Although myeloid-derived suppressor cells (MDSCs) have been demonstrated to contribute to tumor initiation, progression and metastasis, however, which MDSC subsets are preferentially expanded and activated, and what's the key molecular mechanism responsible for specific MDSC subsets in promoting tumor progression need to be fully addressed. Here we identify that Ly6G(mi)Ly6C(lo)CD11b(+)CXCR2(+) subpopulation (named CXCR2(+) MDSCs) are predominately expanded and recruited in systemic and local tumor microenvironment during breast cancer progression and metastasis. The proportion of CXCR2(+) MDSCs is inversely correlated with the infiltration of CD4(+) or CD8(+) T cells. Besides, CXCR2(+) MDSCs promote breast cancer growth and metastasis to lung and/or lymph node in vivo.

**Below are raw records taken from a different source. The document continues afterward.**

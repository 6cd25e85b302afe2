//! Odometer-style candidate generator.
//!
//! Alternative candidate source for short-name sweeps: enumerates every
//! fixed-length string over a charset, one advance per `next()`.

use anyhow::{ensure, Result};

pub struct NameGen {
    charset: Vec<char>,
    digits: Vec<usize>,
    first: bool,
    exhausted: bool,
}

impl NameGen {
    pub fn new(charset: &str, length: usize) -> Result<Self> {
        ensure!(!charset.is_empty(), "generator charset is empty");
        ensure!(length > 0, "generator length must be at least 1");
        Ok(Self {
            charset: charset.chars().collect(),
            digits: vec![0; length],
            first: true,
            exhausted: false,
        })
    }

    /// Total number of names this generator will emit.
    pub fn complexity(&self) -> u128 {
        (self.charset.len() as u128).pow(self.digits.len() as u32)
    }

    fn current(&self) -> String {
        self.digits.iter().map(|&i| self.charset[i]).collect()
    }
}

impl Iterator for NameGen {
    type Item = String;

    fn next(&mut self) -> Option<String> {
        if self.exhausted {
            return None;
        }
        if self.first {
            self.first = false;
            return Some(self.current());
        }
        // Increment from the least significant position, carrying left;
        // a carry out of position zero means the sweep is complete.
        let mut pos = self.digits.len();
        loop {
            if pos == 0 {
                self.exhausted = true;
                return None;
            }
            pos -= 1;
            self.digits[pos] += 1;
            if self.digits[pos] < self.charset.len() {
                break;
            }
            self.digits[pos] = 0;
        }
        Some(self.current())
    }
}

#[cfg(test)]
mod tests {
    use super::*;

    #[test]
    fn enumerates_full_space_in_order() {
        let names: Vec<String> = NameGen::new("ab", 2).unwrap().collect();
        assert_eq!(names, ["aa", "ab", "ba", "bb"]);
    }

    #[test]
    fn stays_exhausted() {
        let mut gen = NameGen::new("xy", 1).unwrap();
        assert_eq!(gen.by_ref().count(), 2);
        assert_eq!(gen.next(), None);
        assert_eq!(gen.next(), None);
    }

    #[test]
    fn complexity_is_charset_to_the_length() {
        let gen = NameGen::new("abcdefghijklmnopqrstuvwxyz", 3).unwrap();
        assert_eq!(gen.complexity(), 26u128.pow(3));
    }

    #[test]
    fn rejects_degenerate_parameters() {
        assert!(NameGen::new("", 3).is_err());
        assert!(NameGen::new("ab", 0).is_err());
    }
}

Furthermore, CXCR2(+) MDSCs induce epithelial mesenchymal transition (EMT) of breast cancer cells via IL-6. Moreover, CXCR2(+) MDSCs upregulate the expression of immunosuppressive molecules programmed cell death protein 1(PD1), PD1 ligand 1 (PDL1), lymphocyte activation gene 3 protein (LAG3), cytotoxic T lymphocyte antigen 4 (CTLA4), and T cell immunoglobulin domain and mucin domain protein 3 (TIM3) on CD4(+) or CD8(+) T cells, and induce exhaustion of the activated T cells partially via IFN-γ. These results demonstrate that CXCR2(+) MDSCs accelerate breast cancer progression via directly inducing cancer cell EMT and indirectly promoting T cell exhaustion, suggesting that CXCR2(+) MDSCs may be a potential therapeutic target of breast cancer.